Real ORNL Automotive Dynamometer (ROAD) CAN Intrusion Dataset
Creators
- 1. Oak Ridge National Laboratory
Description
The Real ORNL Automotive Dynamometer (ROAD) CAN IDS dataset consistis of over 3.5 hours of one vehicle's CAN data. ROAD contains ambient data recorded during a diverse set of activities, and attacks of increasing stealth with multiple variants and instances of real (i.e. non-simulated) fuzzing, fabrication, unique advanced attacks, and simulated masquerade attacks. In addition to the "raw" CAN format, the data is also provided in a the signal time series format for many of the CAN captures.
Authors: Miki E. Verma, Robert A. Bridges, Michael D. Iannacone, Samuel C. Hollifield, Pablo Moriano, Bill Kay, Steven Hespeler and Frank L. Combs
Citation: Please cite the paper with full description (preprint https://arxiv.org/abs/2012.14600, PLoS ONE publication to appear in 2024)
Technical info (English)
The ROAD dataset consists of 33 attack captures totalling about 30m, and 12 ambient captures totalling about 3h. Details on attacks, syntactic metadata, and further descriptions are provided in the paper https://arxiv.org/abs/2012.14600 (to appear in PLoS ONE in 2024). Please cite this paper for use of the dataset.
Using the CAN-D algorithm (https://ieeexplore.ieee.org/abstract/document/9466242) to translate the raw CAN data into signals, we also provide a signal-translated version for 17 of the 33 attack captures and the all ambient captures.
We collected CAN data using SocketCAN software on a Linux computer with a Kvaser Leaf Light V2 connecting to the OBD-II port. All data is from a single vehicle, the make/model of which our organization will not allow us to disclose, and with year of manufacture in the mid 2010s. The published data has been obfuscated in a way that maintains the anonymity of the vehicle, while preserving nearly all important aspects of the data for IDS research.
For all attacks, the vehicle was actively being driven on a dynamometer. Notably, each attack's intended alteration of vehicle functionality was physically verified and documented--an advantage of using real CAN data and a dynamometer. Ambient data was collected both on a dynamometer and on roads, while performing a variety of normal and sometimes unusual driving activities (e.g., opened door while driving). This allows training/testing with anomalies to both increase realism and allow investigation of false positives. Metadata with details on the activities in each capture and on the physical effect of each attack are provided.
The breadth of ambient and attack data in the ROAD dataset is designed for testing a variety of detectors--using different features (e.g., timing, payload bits, or signals), and modeling different characteristics (e.g., frequency, entropy, continuity, or correlation).
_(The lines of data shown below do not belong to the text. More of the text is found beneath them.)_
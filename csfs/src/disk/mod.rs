//! The block-device server: 128-byte blocks keyed by cylinder and sector,
//! one worker thread per client, a single simulated arm serializing every
//! access to the memory-mapped image.

use std::{
	io::{ErrorKind, Result as IoResult},
	net::{SocketAddr, TcpListener, TcpStream, ToSocketAddrs},
	path::Path,
	sync::{
		atomic::{AtomicBool, Ordering},
		Arc, Mutex,
	},
	thread,
	time::Duration,
};

use crate::{
	geom::Geometry,
	layout::{Block, BLOCK_SIZE},
	wire::LineConn,
};

mod client;
mod image;

pub use self::{client::DiskClient, image::DiskImage};

/// One request line of the block-device protocol.
#[derive(Debug, Clone, Copy, PartialEq, Eq)]
pub enum DiskCommand {
	Info,
	Read { cylinder: i64, sector: i64 },
	Write { cylinder: i64, sector: i64, len: i64 },
}

impl DiskCommand {
	/// Parse a request line.  Addresses and lengths are taken signed so an
	/// out-of-range value reaches the address check and earns the `'0'`
	/// reply instead of killing the parse.
	pub fn parse(line: &str) -> Option<Self> {
		let mut f = line.split_whitespace();
		let cmd = match f.next()? {
			"I" => Self::Info,
			"R" => Self::Read {
				cylinder: f.next()?.parse().ok()?,
				sector:   f.next()?.parse().ok()?,
			},
			"W" => Self::Write {
				cylinder: f.next()?.parse().ok()?,
				sector:   f.next()?.parse().ok()?,
				len:      f.next()?.parse().ok()?,
			},
			_ => return None,
		};
		match f.next() {
			Some(_) => None,
			None => Some(cmd),
		}
	}
}

struct Arm {
	head:  u64,
	image: DiskImage,
}

struct Disk {
	geom:     Geometry,
	track_us: u64,
	arm:      Mutex<Arm>,
}

impl Disk {
	/// Simulate the track-to-track seek and leave the head on `cylinder`.
	/// Runs with the arm held; the sleep is best-effort.
	fn seek(&self, arm: &mut Arm, cylinder: u64) {
		let delta = arm.head.abs_diff(cylinder);
		if delta > 0 && self.track_us > 0 {
			thread::sleep(Duration::from_micros(delta * self.track_us));
		}
		arm.head = cylinder;
	}
}

/// The block-device server.
pub struct DiskServer {
	listener: TcpListener,
	disk:     Arc<Disk>,
	stop:     Arc<AtomicBool>,
}

impl DiskServer {
	/// Open (or create) the backing file, size it to the geometry, map it,
	/// and bind the listener.
	pub fn bind(
		addr: impl ToSocketAddrs,
		geom: Geometry,
		track_us: u64,
		backing: &Path,
	) -> IoResult<Self> {
		if geom.cylinders == 0 || geom.sectors == 0 {
			iobail!(ErrorKind::InvalidInput, "cylinders and sectors must both be > 0");
		}
		let image = DiskImage::open(backing, geom.total_blocks())?;
		let listener = TcpListener::bind(addr)?;
		Ok(Self {
			listener,
			disk: Arc::new(Disk {
				geom,
				track_us,
				arm: Mutex::new(Arm {
					head: 0,
					image,
				}),
			}),
			stop: Arc::new(AtomicBool::new(false)),
		})
	}

	pub fn local_addr(&self) -> IoResult<SocketAddr> {
		self.listener.local_addr()
	}

	/// Flag observed between accepts; raise it (e.g. from a signal
	/// handler) to make [`serve`](Self::serve) return.
	pub fn stop_flag(&self) -> Arc<AtomicBool> {
		Arc::clone(&self.stop)
	}

	/// Accept clients until the stop flag is raised, one detached worker
	/// per connection.
	pub fn serve(&self) -> IoResult<()> {
		log::info!(
			"block device on {:?}: geometry {}x{}, track time {}us",
			self.listener.local_addr()?,
			self.disk.geom.cylinders,
			self.disk.geom.sectors,
			self.disk.track_us
		);
		loop {
			if self.stop.load(Ordering::Relaxed) {
				break;
			}
			let (stream, peer) = match self.listener.accept() {
				Ok(x) => x,
				Err(e) if e.kind() == ErrorKind::Interrupted => continue,
				Err(e) => return Err(e),
			};
			log::debug!("client connected: {peer}");
			let disk = Arc::clone(&self.disk);
			thread::spawn(move || {
				if let Err(e) = serve_client(&disk, stream) {
					log::debug!("client {peer}: {e}");
				}
				log::debug!("client disconnected: {peer}");
			});
		}
		log::info!("block device shutting down");
		Ok(())
	}
}

fn serve_client(disk: &Disk, stream: TcpStream) -> IoResult<()> {
	let mut conn = LineConn::new(stream)?;
	while let Some(line) = conn.read_line()? {
		if line.is_empty() {
			continue;
		}
		let Some(cmd) = DiskCommand::parse(&line) else {
			log::debug!("malformed request: {line:?}");
			return Ok(());
		};
		log::trace!("{cmd:?}");
		match cmd {
			DiskCommand::Info => {
				let g = disk.geom;
				conn.write_all(format!("{} {}\n", g.cylinders, g.sectors).as_bytes())?;
			}
			DiskCommand::Read { cylinder, sector } => handle_read(disk, cylinder, sector, &mut conn)?,
			DiskCommand::Write { cylinder, sector, len } => {
				handle_write(disk, cylinder, sector, len, &mut conn)?
			}
		}
	}
	Ok(())
}

fn handle_read(disk: &Disk, c: i64, s: i64, conn: &mut LineConn) -> IoResult<()> {
	if !disk.geom.contains(c, s) {
		return conn.write_all(b"0");
	}
	let idx = disk.geom.index(c as u64, s as u64);
	let mut buf: Block = [0u8; BLOCK_SIZE];
	{
		let mut arm = disk.arm.lock().unwrap();
		disk.seek(&mut arm, c as u64);
		buf.copy_from_slice(arm.image.block(idx));
	}
	// the reply leaves outside the arm lock
	conn.write_all(b"1")?;
	conn.write_all(&buf)
}

fn handle_write(disk: &Disk, c: i64, s: i64, len: i64, conn: &mut LineConn) -> IoResult<()> {
	if !disk.geom.contains(c, s) || !(0..=BLOCK_SIZE as i64).contains(&len) {
		// rejected before the payload is consumed, as the original device
		// behaves; any stale payload then fails line parsing
		return conn.write_all(b"0");
	}
	let mut buf: Block = [0u8; BLOCK_SIZE];
	conn.read_exact(&mut buf[..len as usize])?;

	let idx = disk.geom.index(c as u64, s as u64);
	{
		let mut arm = disk.arm.lock().unwrap();
		disk.seek(&mut arm, c as u64);
		arm.image.block_mut(idx).copy_from_slice(&buf);
	}
	conn.write_all(b"1")
}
While ROAD's fuzzing, fabrication, and suspension attacks provide T.T. attacks of increasing stealth, the Accelerator Attack--a result of a newly discovered and disclosed vulnerability--and many simulated masquerade attacks are T.O. For developing detector using payloads, the Correlated Signal, Max Speedometer, and Reverse Light attacks all entail discontinuities or break correlation in CAN signals.
Attack captures detailed in order of expected detection difficulty.
Fuzzing Attack
We mounted the less stealthy version of the fuzzing attack, injecting frames with random IDs (cycling IDs in order from 0x000 to 0xFF) with the maximum payload 0xFFFFFFFFFFFFFFFF) every .005s, as opposed to the more stealthy version which only injects IDs seen in ambient data. This attack is designed to be easy to detect. There were many physical effects of this attack, for example: the accelerator pedal became ineffective; the dash lights and headlights were illuminated; and the seat positions moved.
Targetted ID Fabrication & Masquerade Attacks
We performed targeted ID fabrication attacks using the flam delivery, meaning a message is injected immediately after a legitimate message with the target ID is seen. The flam technique allows for dynamic injection; that is, the legitimate ID message is read, only the bits corresponding to the target signal are modified with malicious values, and then this spoofed message is injected. When only part of the message is modified, we refer to this as targeting a signal, rather than an ID. Designing these attacks required reverse engineering of signals for this vehicle, which we completed using CAN-D signal reverse engineering algorithm and manually verifying the results. The targeted ID fabrication attacks and masquerade attacks are as follows:
- Correlated Signal - The single ID communicating the four wheels' speeds (each is a two-byte signal) is injected with four false wheel speed values that are all very different. The effect, supposing the injected frames are at least as fast as the ambient frames with that ID (the case in this dataset), is that the accelerator has no effect on the vehicle. This loss of control begins immediately and throughout the injection period. In some instances the car required restart to return to normal functionality.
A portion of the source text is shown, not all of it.